The task. Find and copy the lines in the records beneath this task that contain the word "params".
(Supplied data begins)
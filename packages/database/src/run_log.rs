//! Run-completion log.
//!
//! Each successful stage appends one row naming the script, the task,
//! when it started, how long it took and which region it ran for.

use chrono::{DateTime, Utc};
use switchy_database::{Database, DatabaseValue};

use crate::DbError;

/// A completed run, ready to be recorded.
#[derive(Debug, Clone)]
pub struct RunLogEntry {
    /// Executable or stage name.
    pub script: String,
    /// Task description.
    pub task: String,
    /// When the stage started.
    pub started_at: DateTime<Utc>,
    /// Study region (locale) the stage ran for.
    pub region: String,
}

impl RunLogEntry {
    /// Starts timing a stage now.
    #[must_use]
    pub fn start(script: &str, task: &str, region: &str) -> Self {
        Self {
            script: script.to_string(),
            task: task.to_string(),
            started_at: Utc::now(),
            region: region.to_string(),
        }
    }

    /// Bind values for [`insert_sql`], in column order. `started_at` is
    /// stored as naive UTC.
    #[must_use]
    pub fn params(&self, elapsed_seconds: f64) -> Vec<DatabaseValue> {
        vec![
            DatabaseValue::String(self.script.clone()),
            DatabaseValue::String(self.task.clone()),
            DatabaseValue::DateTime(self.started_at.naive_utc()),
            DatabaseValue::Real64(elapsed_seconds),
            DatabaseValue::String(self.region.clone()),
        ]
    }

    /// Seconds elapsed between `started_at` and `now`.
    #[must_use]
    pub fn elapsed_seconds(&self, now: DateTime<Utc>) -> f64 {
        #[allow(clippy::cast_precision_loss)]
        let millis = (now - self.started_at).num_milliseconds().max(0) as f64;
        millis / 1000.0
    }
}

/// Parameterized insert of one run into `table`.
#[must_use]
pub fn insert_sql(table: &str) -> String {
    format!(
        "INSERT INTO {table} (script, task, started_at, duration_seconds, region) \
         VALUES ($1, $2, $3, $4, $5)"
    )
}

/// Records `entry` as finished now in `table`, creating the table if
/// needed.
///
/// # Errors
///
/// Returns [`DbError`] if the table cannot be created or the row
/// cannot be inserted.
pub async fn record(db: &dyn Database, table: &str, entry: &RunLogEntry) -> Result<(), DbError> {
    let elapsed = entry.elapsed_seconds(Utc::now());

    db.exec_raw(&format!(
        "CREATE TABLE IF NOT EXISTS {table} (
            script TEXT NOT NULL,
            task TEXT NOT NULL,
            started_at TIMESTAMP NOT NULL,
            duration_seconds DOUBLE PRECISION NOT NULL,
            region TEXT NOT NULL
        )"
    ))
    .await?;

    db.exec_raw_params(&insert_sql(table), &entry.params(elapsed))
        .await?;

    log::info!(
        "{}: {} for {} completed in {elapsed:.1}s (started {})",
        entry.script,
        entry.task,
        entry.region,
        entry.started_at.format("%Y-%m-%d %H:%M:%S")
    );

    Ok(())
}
(Supplied data ends)
(Supplied data begins)
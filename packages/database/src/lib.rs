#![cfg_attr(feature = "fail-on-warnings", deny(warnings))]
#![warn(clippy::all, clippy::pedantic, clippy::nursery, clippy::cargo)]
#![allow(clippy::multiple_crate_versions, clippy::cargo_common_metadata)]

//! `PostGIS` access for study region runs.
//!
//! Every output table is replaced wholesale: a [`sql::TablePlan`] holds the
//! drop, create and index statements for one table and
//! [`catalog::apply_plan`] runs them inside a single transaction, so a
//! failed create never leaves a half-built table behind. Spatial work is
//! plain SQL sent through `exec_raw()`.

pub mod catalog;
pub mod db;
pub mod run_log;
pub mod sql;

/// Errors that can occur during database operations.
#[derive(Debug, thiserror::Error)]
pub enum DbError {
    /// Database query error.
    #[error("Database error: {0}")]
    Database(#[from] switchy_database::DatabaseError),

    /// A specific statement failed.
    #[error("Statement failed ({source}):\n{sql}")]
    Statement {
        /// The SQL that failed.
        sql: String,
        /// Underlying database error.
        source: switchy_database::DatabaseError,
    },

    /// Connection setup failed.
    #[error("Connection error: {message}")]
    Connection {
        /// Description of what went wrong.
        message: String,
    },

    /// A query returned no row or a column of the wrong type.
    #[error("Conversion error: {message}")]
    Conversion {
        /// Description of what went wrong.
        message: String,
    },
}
(Supplied data ends)
Your solution.
    pub fn params(&self, elapsed_seconds: f64) -> Vec<DatabaseValue> {
    db.exec_raw_params(&insert_sql(table), &entry.params(elapsed))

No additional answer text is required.